> [TASK DIRECTIONS]:
Across the entries below, how many lines include "loop"? Give the number and nothing else.

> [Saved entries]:
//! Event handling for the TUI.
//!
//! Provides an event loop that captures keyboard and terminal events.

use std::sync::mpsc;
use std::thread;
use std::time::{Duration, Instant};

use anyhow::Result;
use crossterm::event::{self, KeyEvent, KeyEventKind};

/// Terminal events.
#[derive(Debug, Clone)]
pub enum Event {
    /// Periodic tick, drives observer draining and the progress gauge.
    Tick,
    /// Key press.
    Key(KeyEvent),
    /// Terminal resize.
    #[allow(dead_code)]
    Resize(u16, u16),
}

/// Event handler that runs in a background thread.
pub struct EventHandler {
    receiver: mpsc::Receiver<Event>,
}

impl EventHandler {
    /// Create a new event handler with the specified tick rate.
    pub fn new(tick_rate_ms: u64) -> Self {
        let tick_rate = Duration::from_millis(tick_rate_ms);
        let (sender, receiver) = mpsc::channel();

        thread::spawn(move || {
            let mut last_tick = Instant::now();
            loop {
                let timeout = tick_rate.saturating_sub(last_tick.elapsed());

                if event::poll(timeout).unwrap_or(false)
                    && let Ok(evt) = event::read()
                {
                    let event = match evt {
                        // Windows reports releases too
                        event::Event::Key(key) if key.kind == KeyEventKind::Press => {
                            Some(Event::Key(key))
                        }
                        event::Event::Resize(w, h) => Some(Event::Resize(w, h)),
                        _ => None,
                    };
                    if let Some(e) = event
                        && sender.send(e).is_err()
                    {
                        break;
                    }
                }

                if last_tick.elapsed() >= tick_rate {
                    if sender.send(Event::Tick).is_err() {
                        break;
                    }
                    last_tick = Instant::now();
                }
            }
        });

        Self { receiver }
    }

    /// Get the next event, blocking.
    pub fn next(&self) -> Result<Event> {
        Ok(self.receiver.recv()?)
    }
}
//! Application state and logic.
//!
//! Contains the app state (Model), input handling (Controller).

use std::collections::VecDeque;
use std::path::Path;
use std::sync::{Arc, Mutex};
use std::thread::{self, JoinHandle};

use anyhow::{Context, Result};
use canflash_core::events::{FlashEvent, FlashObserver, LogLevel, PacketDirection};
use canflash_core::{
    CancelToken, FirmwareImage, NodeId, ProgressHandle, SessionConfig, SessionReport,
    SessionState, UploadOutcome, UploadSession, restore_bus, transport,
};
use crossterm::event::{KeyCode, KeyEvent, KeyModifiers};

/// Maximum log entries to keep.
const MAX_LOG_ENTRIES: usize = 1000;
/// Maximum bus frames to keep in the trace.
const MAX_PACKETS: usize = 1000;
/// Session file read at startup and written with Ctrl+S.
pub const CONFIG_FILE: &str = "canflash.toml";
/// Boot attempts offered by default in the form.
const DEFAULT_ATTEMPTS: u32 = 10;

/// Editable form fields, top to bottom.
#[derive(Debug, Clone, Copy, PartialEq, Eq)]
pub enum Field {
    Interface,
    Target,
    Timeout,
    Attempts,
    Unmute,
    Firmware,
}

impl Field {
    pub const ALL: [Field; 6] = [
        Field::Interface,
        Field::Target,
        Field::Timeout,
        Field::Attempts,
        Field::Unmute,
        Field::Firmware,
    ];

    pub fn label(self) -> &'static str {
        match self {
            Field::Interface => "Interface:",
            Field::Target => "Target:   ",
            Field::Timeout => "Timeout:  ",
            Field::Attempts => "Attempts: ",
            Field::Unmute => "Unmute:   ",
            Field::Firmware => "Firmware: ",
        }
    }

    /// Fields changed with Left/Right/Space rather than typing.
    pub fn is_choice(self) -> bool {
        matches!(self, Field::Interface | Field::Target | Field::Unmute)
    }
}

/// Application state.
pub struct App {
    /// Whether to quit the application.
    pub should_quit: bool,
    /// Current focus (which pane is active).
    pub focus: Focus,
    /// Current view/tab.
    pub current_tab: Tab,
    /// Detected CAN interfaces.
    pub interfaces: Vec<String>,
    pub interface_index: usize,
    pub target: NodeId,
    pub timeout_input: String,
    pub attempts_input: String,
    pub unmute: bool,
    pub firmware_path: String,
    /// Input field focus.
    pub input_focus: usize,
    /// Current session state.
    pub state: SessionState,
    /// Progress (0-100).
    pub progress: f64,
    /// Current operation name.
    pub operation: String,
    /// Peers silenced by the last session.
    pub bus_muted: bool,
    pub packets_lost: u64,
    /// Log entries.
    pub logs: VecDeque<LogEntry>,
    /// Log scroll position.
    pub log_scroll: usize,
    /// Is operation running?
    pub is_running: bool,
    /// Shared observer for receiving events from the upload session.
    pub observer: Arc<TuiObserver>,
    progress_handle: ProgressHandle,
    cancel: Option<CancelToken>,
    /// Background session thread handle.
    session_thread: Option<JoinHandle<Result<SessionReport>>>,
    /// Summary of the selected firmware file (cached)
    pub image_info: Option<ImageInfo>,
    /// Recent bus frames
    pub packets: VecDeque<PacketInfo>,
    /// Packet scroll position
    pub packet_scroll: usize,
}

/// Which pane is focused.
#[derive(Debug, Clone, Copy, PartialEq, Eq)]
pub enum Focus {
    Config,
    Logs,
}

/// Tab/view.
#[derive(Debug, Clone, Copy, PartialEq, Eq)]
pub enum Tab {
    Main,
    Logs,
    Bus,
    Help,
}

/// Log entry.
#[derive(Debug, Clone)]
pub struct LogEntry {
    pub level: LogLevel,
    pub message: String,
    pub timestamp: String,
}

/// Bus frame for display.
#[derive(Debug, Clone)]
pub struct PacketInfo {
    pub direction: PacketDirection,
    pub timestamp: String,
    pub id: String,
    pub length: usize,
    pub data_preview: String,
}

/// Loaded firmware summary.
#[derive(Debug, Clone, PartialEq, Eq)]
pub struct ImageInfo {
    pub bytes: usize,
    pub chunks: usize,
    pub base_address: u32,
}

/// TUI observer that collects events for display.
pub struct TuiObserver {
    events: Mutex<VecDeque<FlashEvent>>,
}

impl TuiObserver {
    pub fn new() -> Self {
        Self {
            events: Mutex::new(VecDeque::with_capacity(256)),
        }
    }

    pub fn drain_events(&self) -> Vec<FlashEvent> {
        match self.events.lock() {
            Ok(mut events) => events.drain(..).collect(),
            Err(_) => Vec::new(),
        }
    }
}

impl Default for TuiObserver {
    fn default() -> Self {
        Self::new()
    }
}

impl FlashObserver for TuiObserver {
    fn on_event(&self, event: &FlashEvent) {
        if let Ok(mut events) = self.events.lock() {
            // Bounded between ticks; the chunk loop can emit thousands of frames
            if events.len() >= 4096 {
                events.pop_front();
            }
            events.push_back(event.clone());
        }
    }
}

* * *

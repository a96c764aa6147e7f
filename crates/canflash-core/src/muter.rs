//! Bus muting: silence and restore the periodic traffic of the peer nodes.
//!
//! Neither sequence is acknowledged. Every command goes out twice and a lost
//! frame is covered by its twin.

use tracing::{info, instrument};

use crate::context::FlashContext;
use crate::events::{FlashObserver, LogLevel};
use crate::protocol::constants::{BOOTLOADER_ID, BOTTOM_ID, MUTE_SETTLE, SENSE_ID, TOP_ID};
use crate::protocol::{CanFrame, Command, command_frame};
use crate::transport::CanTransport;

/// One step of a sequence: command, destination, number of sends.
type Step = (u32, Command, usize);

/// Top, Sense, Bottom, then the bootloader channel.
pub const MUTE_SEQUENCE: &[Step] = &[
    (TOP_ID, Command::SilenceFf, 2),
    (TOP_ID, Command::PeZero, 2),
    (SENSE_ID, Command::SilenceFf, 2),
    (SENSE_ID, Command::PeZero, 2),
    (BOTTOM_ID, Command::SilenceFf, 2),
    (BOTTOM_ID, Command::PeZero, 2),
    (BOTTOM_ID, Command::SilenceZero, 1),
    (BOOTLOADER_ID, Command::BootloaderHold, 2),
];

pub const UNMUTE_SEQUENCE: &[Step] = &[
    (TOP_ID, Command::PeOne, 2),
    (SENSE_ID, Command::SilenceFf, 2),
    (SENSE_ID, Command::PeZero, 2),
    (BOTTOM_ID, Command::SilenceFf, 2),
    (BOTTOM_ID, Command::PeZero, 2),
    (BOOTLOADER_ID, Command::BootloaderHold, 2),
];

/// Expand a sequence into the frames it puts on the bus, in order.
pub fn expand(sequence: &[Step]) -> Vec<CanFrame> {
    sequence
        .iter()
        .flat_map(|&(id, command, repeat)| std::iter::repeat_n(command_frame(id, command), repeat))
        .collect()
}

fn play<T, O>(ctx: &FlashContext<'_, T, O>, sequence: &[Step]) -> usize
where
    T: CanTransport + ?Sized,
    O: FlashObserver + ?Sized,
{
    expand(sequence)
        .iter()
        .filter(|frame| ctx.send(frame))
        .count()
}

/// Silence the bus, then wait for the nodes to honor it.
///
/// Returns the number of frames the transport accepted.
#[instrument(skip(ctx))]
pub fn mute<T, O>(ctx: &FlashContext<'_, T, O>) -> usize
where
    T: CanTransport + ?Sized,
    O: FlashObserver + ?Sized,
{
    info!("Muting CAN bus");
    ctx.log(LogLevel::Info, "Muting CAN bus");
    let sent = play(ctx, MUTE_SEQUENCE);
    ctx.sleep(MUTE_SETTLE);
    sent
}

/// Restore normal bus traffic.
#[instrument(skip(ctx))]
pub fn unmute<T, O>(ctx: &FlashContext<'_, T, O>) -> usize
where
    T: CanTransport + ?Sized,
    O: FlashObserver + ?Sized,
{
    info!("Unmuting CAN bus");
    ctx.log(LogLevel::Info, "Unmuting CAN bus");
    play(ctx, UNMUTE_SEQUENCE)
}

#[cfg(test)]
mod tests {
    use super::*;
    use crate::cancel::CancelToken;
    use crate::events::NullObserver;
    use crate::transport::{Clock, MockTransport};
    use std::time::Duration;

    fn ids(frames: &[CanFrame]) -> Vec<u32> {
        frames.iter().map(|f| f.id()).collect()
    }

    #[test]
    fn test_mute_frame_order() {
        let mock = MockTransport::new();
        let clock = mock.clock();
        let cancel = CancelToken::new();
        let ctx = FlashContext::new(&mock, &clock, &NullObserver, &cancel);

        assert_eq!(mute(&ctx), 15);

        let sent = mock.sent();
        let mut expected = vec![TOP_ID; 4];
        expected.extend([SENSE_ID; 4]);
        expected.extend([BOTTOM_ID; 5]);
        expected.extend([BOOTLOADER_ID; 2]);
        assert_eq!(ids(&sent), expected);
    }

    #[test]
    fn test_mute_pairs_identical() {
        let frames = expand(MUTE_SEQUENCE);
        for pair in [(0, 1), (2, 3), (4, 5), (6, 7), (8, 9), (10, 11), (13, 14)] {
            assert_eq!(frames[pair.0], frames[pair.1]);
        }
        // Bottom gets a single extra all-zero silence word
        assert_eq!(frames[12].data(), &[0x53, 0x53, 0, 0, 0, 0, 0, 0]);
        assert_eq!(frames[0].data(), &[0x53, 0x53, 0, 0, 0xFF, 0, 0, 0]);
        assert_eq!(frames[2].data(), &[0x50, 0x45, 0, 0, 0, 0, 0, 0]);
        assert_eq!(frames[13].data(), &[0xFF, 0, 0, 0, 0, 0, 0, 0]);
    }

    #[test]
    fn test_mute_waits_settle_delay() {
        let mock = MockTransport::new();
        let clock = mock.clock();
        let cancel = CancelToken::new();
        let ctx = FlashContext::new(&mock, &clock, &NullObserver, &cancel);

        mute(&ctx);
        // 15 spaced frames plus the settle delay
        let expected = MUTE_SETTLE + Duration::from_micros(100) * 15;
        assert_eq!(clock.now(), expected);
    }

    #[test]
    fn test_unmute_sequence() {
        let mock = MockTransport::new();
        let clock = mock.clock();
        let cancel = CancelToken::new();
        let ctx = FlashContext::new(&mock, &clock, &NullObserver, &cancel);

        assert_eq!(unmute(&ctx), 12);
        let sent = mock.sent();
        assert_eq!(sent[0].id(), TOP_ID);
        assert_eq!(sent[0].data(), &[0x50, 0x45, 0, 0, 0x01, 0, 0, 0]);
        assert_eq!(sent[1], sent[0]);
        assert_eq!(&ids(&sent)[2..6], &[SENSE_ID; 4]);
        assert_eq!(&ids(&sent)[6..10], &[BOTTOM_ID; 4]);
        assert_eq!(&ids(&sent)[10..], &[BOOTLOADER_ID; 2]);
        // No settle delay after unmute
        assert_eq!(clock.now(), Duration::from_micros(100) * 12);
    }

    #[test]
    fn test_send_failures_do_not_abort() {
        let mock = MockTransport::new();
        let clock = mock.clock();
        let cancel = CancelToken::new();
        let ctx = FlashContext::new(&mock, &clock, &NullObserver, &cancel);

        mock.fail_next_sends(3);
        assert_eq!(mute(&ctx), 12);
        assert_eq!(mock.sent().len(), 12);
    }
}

--

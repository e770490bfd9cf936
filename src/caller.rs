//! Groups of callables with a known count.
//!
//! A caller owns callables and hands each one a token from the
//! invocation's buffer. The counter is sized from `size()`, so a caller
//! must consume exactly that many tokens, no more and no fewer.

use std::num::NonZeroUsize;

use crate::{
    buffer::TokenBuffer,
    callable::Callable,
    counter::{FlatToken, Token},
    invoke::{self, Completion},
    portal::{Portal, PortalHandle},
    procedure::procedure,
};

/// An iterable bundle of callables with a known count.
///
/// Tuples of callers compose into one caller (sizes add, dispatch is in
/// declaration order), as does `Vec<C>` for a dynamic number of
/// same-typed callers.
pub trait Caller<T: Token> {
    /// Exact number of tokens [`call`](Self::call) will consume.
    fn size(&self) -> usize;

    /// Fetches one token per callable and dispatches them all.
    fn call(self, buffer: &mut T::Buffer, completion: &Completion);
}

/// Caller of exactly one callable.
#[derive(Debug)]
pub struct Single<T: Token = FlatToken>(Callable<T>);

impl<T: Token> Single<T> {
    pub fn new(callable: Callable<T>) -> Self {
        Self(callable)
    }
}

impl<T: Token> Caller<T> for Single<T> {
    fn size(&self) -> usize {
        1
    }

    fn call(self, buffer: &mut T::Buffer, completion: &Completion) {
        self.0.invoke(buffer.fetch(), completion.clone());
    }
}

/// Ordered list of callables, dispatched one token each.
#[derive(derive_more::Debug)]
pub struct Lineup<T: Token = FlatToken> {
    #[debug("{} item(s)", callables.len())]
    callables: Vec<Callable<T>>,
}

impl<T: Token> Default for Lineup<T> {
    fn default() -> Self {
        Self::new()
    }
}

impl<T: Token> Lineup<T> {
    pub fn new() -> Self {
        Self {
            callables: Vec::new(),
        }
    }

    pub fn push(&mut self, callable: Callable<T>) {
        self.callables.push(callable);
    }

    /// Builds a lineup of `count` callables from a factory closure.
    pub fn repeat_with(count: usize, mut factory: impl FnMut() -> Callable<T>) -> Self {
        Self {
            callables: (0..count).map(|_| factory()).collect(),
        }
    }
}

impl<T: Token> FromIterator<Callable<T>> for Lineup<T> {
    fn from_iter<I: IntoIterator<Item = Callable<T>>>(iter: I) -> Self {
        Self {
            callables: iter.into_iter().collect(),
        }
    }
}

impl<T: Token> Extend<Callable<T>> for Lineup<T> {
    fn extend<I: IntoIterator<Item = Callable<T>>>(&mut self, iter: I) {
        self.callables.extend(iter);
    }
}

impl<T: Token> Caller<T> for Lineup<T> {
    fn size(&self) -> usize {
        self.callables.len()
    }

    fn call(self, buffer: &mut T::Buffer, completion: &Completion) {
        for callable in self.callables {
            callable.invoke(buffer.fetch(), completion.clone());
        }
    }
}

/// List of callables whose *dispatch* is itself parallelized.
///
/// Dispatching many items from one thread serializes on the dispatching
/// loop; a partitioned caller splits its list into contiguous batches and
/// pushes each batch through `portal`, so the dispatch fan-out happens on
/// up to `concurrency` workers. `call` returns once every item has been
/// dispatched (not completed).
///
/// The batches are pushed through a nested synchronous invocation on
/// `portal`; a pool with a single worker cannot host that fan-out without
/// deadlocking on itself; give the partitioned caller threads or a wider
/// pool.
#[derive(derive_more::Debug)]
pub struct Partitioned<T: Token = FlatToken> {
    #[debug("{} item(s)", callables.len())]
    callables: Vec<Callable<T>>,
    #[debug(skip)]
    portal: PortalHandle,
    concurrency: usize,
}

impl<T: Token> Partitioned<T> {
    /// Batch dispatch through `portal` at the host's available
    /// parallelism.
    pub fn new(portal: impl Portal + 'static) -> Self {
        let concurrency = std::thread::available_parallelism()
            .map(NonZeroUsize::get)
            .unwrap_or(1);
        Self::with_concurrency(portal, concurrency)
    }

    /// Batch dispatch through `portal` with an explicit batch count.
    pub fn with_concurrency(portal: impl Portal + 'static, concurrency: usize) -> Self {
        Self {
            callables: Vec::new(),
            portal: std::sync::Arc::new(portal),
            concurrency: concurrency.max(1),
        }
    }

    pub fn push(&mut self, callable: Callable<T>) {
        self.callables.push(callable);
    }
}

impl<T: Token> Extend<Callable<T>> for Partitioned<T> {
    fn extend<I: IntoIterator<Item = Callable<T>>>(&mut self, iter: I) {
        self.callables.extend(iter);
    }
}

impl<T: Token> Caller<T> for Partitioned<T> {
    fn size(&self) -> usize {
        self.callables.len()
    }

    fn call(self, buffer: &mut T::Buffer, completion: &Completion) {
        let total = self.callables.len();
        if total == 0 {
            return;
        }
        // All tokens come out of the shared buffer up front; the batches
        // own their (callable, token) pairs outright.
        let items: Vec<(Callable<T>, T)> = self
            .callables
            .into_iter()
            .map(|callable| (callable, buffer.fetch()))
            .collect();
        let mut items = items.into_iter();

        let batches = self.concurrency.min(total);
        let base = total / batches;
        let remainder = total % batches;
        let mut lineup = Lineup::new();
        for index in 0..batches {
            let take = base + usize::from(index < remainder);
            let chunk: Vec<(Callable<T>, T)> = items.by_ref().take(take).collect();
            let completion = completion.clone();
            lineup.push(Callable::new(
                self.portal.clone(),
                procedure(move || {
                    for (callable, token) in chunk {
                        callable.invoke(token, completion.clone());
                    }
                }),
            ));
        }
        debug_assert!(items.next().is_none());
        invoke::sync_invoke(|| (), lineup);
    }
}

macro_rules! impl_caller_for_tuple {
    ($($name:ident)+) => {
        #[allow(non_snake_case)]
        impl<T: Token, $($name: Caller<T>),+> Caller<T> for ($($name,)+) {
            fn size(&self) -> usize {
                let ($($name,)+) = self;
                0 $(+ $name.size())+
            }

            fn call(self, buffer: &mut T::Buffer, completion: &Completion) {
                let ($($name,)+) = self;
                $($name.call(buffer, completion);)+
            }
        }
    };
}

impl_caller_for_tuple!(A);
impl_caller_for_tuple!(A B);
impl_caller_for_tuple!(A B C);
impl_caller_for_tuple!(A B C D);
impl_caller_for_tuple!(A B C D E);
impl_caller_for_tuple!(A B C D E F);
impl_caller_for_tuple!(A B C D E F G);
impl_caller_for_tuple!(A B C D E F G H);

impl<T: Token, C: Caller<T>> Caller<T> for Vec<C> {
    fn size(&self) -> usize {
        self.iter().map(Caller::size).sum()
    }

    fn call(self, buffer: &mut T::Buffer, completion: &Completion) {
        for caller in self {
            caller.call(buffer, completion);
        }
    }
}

> [RESULT OF THE EXERCISE]:
4